It was widely believed the Toronto Maple Leafs coveted Ryan as their second choice up the middle amongst free agents, behind Tavares.
What wasn’t as well known was the fact Yzerman was Ryan’s childhood idol and that a call from Tampa Bay’s then-GM could have been powerful enough to sway the 31-year-old’s decision.
“I think (the Lightning) were in the mix, but I didn’t talk to him,” chuckled Ryan, remarkably unable to recall exactly how many teams courted him in June. “It would have been cool if he did call though.”
Instead, the Flames made his dreams come true, inking him to a three-year, $9.375-million contract he couldn’t have fathomed while playing for the University of Alberta, four years in Europe or the Charlotte Checkers.
“During the interview courting period there were five to 10 teams calling and I was talking to some pretty big names in the sport that were calling me and trying to convince me to come play for their hockey team,” laughed the undrafted native of Spokane, Wash., who made his NHL debut at the unlikely age of 29.
“You don’t envision that happening when you are playing CIS hockey or in the Austrian or Swedish or American hockey league or whatever it is.”
What he did envision was playing in Calgary ever since he first learned the Flames had been chasing him well before he became a free agent.
“It excited me this organization was interested in me last year in acquiring me at the deadline,” said Ryan, who spent parts of the last three years playing for new Flames coach Bill Peters in Carolina.
“Having Bill here knowing my game and knowing what I can expect makes it a little bit easier, but that was probably just a small piece of the equation in July making that decision. There were a lot of variables.”
He liked the fact Calgary is close to home and the fact it’s a Canadian market where hockey matters.
“This team is good right now – it’s not a team we’re going to and hoping they’ll be good in the second and third year of the contract,” he added. “That’s a big part of it.”
Ryan was brought in as the club’s poster boy for what was needed most here – offensive depth and versatility. A right-handed centre who is amongst the league’s top guns at the dot, he’s also able to play wing, kill penalties and contribute on the power play.
He put it all on display in China where he was arguably the Flames’ best player.
A 15-goal scorer last year, he has the chance to be a fan favourite if he comes anywhere near that number as a bottom six forward. It certainly seems plausible given he managed to follow up his first full year in the NHL with a stint at the world championships where he played early in the tourney alongside Johnny Gaudreau.

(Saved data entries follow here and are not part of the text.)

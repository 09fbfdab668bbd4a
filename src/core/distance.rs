//! Distance calculation from a duration and a pace.

use std::fmt;

use serde::{Serialize, Serializer};

use super::time::parse_time;

/// Result of a single duration/pace calculation.
#[derive(Debug, Clone, Copy, PartialEq)]
pub enum Distance {
    /// One side is missing, invalid, or zero. Displays as `0`.
    Incomplete,
    /// Distance rounded to two decimals.
    Computed(f64),
}

impl Distance {
    /// Numeric value in distance units; `0.0` for incomplete input.
    #[must_use]
    pub const fn value(&self) -> f64 {
        match self {
            Self::Incomplete => 0.0,
            Self::Computed(d) => *d,
        }
    }

    /// Whether a distance was actually computed.
    #[must_use]
    pub const fn is_computed(&self) -> bool {
        matches!(self, Self::Computed(_))
    }
}

impl fmt::Display for Distance {
    fn fmt(&self, f: &mut fmt::Formatter<'_>) -> fmt::Result {
        match self {
            Self::Incomplete => write!(f, "0"),
            Self::Computed(d) => write!(f, "{d:.2}"),
        }
    }
}

impl Serialize for Distance {
    fn serialize<S: Serializer>(&self, serializer: S) -> Result<S::Ok, S::Error> {
        serializer.collect_str(self)
    }
}

/// Round to two decimal places, halves away from zero.
#[must_use]
pub fn round2(value: f64) -> f64 {
    (value * 100.0).round() / 100.0
}

/// Format a distance total with exactly two decimals.
#[must_use]
pub fn format_total(value: f64) -> String {
    format!("{:.2}", round2(value))
}

/// Compute the distance covered in `duration` at `pace` (minutes per unit).
///
/// Invalid or zero input on either side yields [`Distance::Incomplete`]
/// rather than an error.
///
/// # Examples
///
/// ```
/// use rundist::core::distance;
///
/// assert_eq!(distance("10:00", "5:00").to_string(), "2.00");
/// assert_eq!(distance("", "5:00").to_string(), "0");
/// ```
#[must_use]
pub fn distance(duration: &str, pace: &str) -> Distance {
    let (Some(duration), Some(pace)) = (parse_time(duration), parse_time(pace)) else {
        return Distance::Incomplete;
    };

    if duration == 0.0 || pace == 0.0 {
        return Distance::Incomplete;
    }

    Distance::Computed(round2(duration / pace))
}

#[cfg(test)]
mod tests {
    use super::*;
    use proptest::prelude::*;

    #[test]
    fn test_whole_units() {
        assert_eq!(distance("5:00", "5:00").to_string(), "1.00");
        assert_eq!(distance("10:00", "5:00").to_string(), "2.00");
        assert_eq!(distance("1:00:00", "6:00").to_string(), "10.00");
    }

    #[test]
    fn test_fractional_distance() {
        assert_eq!(distance("30:00", "5:30").to_string(), "5.45");
        assert_eq!(distance("25", "4:45").value(), 5.26);
    }

    #[test]
    fn test_empty_duration_is_zero() {
        assert_eq!(distance("", "5:00"), Distance::Incomplete);
        assert_eq!(distance("", "5:00").to_string(), "0");
        assert_eq!(distance("5:00", "").to_string(), "0");
    }

    #[test]
    fn test_zero_pace_guarded() {
        assert_eq!(distance("5:00", "0").to_string(), "0");
        assert_eq!(distance("5:00", "0:00").to_string(), "0");
        assert_eq!(distance("5:00", "0:00:00").value(), 0.0);
    }

    #[test]
    fn test_invalid_input_is_zero() {
        assert_eq!(distance("abc", "5:00"), Distance::Incomplete);
        assert_eq!(distance("5:00", "5:60"), Distance::Incomplete);
        assert!(!distance("1:2:3:4", "5").is_computed());
    }

    #[test]
    fn test_round2_half_away_from_zero() {
        // 1 minute at 8 min/unit is exactly 0.125
        assert_eq!(distance("1", "8").to_string(), "0.13");
        assert_eq!(round2(0.125), 0.13);
        assert_eq!(round2(2.0), 2.0);
    }

    #[test]
    fn test_format_total() {
        assert_eq!(format_total(0.0), "0.00");
        assert_eq!(format_total(3.456), "3.46");
        assert_eq!(format_total(10.0), "10.00");
    }

    #[test]
    fn test_serialize_as_string() {
        let json = serde_json::to_string(&distance("10:00", "5:00")).unwrap();
        assert_eq!(json, "\"2.00\"");
        let json = serde_json::to_string(&Distance::Incomplete).unwrap();
        assert_eq!(json, "\"0\"");
    }

    proptest! {
        #[test]
        fn prop_distance_non_negative(d in 0u32..600, p in 0u32..30) {
            let value = distance(&d.to_string(), &p.to_string()).value();
            prop_assert!(value >= 0.0);
        }

        #[test]
        fn prop_monotonic_in_duration(d in 1u32..600, extra in 0u32..600, p in 1u32..30) {
            let shorter = distance(&d.to_string(), &p.to_string()).value();
            let longer = distance(&(d + extra).to_string(), &p.to_string()).value();
            prop_assert!(longer >= shorter);
        }

        #[test]
        fn prop_decreasing_in_pace(d in 1u32..600, p in 1u32..30, slower in 0u32..30) {
            let fast = distance(&d.to_string(), &p.to_string()).value();
            let slow = distance(&d.to_string(), &(p + slower).to_string()).value();
            prop_assert!(slow <= fast);
        }

        #[test]
        fn prop_mmss_matches_minutes(m in 0u32..120, s in 0u32..60, p in 1u32..20) {
            let duration = format!("{m}:{s:02}");
            let expected = round2((f64::from(m) + f64::from(s) / 60.0) / f64::from(p));
            let got = distance(&duration, &p.to_string());
            if m == 0 && s == 0 {
                prop_assert_eq!(got, Distance::Incomplete);
            } else {
                prop_assert_eq!(got.value(), expected);
            }
        }
    }
}
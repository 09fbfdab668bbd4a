use std::path::PathBuf;

use clap::{Args, Parser, Subcommand, ValueEnum};
use serde::{Deserialize, Serialize};

#[derive(Parser)]
#[command(name = "rundist")]
#[command(about = "Compute running distance from duration and pace segments")]
#[command(long_about = "rundist - running distance calculator

Computes the distance covered from one or more segments of duration and
pace, and keeps a history of saved calculations.

TIME FORMATS:
  hh:mm:ss    1:05:30
  mm:ss       25:00
  m           42        (whole minutes)

QUICK START:
  rundist calc 30:00@5:15                 One segment
  rundist calc 10:00@6:00 20:00@4:50 -s   Two segments, saved to history
  rundist history list                    Saved calculations

OUTPUT FORMATS:
  --output pretty    Human-readable colored output (default)
  --output json      Machine-readable JSON for scripting")]
#[command(version, propagate_version = true)]
pub struct Cli {
    /// Output format for command results
    ///
    /// Defaults to the `general.default_output` config setting.
    #[arg(short, long, value_enum, global = true)]
    pub output: Option<OutputFormat>,

    /// Key the session history is stored under
    #[arg(long, global = true, env = "RUNDIST_STORAGE_KEY")]
    pub storage_key: Option<String>,

    /// Path to the history database
    #[arg(long, global = true, env = "RUNDIST_DB")]
    pub database: Option<PathBuf>,

    /// Path to the config file
    #[arg(long, global = true, env = "RUNDIST_CONFIG")]
    pub config: Option<PathBuf>,

    /// Enable debug logging (same as RUST_LOG=debug)
    #[arg(short, long, global = true)]
    pub verbose: bool,

    #[command(subcommand)]
    pub command: Commands,
}

/// Output format for command results.
#[derive(ValueEnum, Clone, Copy, Debug, Default, PartialEq, Eq, Serialize, Deserialize)]
#[serde(rename_all = "lowercase")]
pub enum OutputFormat {
    /// Human-readable colored output.
    #[default]
    Pretty,
    /// Machine-readable JSON output.
    Json,
}

#[derive(Subcommand)]
pub enum Commands {
    /// Calculate distance for one or more segments
    ///
    /// Each segment is written DURATION@PACE, where pace is minutes per
    /// distance unit. Either side may be left empty; an incomplete or
    /// invalid segment counts as zero distance.
    ///
    /// # Examples
    ///
    ///   rundist calc 30:00@5:00          6.00
    ///   rundist calc 1:05:30@5:30        11.91
    ///   rundist calc 10:00@6:00 20:00@4:50 --save
    #[command(alias = "c")]
    Calc {
        /// Segments as DURATION@PACE
        #[arg(required = true, num_args = 1..)]
        segments: Vec<String>,

        /// Save the calculation to history
        #[arg(long, short = 's')]
        save: bool,
    },

    /// Saved calculations
    ///
    /// Entries are numbered from 1, most recent first.
    ///
    /// # Examples
    ///
    ///   rundist history list
    ///   rundist history show 1
    ///   rundist history load 2
    ///   rundist history delete 3
    ///   rundist history clear --force
    #[command(alias = "h")]
    History(HistoryArgs),

    /// Parse a duration or pace and show it in minutes
    Parse {
        /// Time as hh:mm:ss, mm:ss or minutes
        #[arg(allow_negative_numbers = true)]
        input: String,
    },

    /// Show configuration
    Config(ConfigArgs),

    /// Generate shell completions
    Completions {
        /// Shell to generate completions for (bash, zsh, fish, powershell, elvish)
        shell: String,

        /// Show installation instructions
        #[arg(long, short = 'i')]
        install: bool,
    },
}

/// Arguments for history commands.
#[derive(Args)]
pub struct HistoryArgs {
    #[command(subcommand)]
    pub command: HistoryCommands,
}

/// History subcommands.
#[derive(Subcommand)]
pub enum HistoryCommands {
    /// List saved calculations
    #[command(alias = "ls")]
    List {
        /// Number of entries to show (defaults to `calculator.history_limit`)
        #[arg(long, short = 'n')]
        limit: Option<usize>,
    },

    /// Show a saved calculation with its segments recomputed
    Show {
        /// Entry number (1 = most recent)
        number: usize,
    },

    /// Print a saved calculation's segments as `calc` arguments
    Load {
        /// Entry number (1 = most recent)
        number: usize,
    },

    /// Delete one saved calculation
    #[command(alias = "rm")]
    Delete {
        /// Entry number (1 = most recent)
        number: usize,
    },

    /// Delete all saved calculations
    Clear {
        /// Confirm deletion
        #[arg(long, short = 'f')]
        force: bool,
    },
}

/// Arguments for config commands.
#[derive(Args)]
pub struct ConfigArgs {
    #[command(subcommand)]
    pub command: ConfigCommands,
}

/// Config subcommands.
#[derive(Subcommand)]
pub enum ConfigCommands {
    /// Print the effective configuration
    Show,
    /// Print the config file and database paths
    Path,
}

“Bill has expressed to me and the staff that he thinks I’m at my best in the middle, winning faceoffs and being up the middle,” said Ryan, a five-foot-11, 170-pound journeyman whose speed and smarts caught the attention of many Flames fans tuning in for the broadcasts from China.
“Whether that’s the three slot or the four slot, whatever happens I’m happy.”
No one should be surprised if he exceeds expectations, as that’s what he did over three years of progression in Austria before taking an opportunity in the Swedish Elite League where he won the Golden Helmet as the league’s top scorer.
As winding a road as there’s ever been to the NHL.
It was after Sweden he reconnected with his junior coach, Peters, in Carolina where he gave up great money and opportunity in Europe for a shot at his NHL dreams.
A pair of one-year deals at $600,000 led to a $1.4 million deal last year he parlayed into the windfall in Cowtown.
Ryan returned from China with the Flames in the wee hours Thursday, yet was back at the Dome Friday despite the fact all travellers were given two days off.
Locals will likely get their first chance to see him live Monday when the Flames host the Winnipeg Jets, and he’ll undoubtedly be one of focal points of fan interest.
“There were definitely a lot of cool moments in that week that I was blown away,” said Ryan of the summer courtship. “It was a little surreal and hard to put into words.”
So is his path – a road he’s far from finished navigating.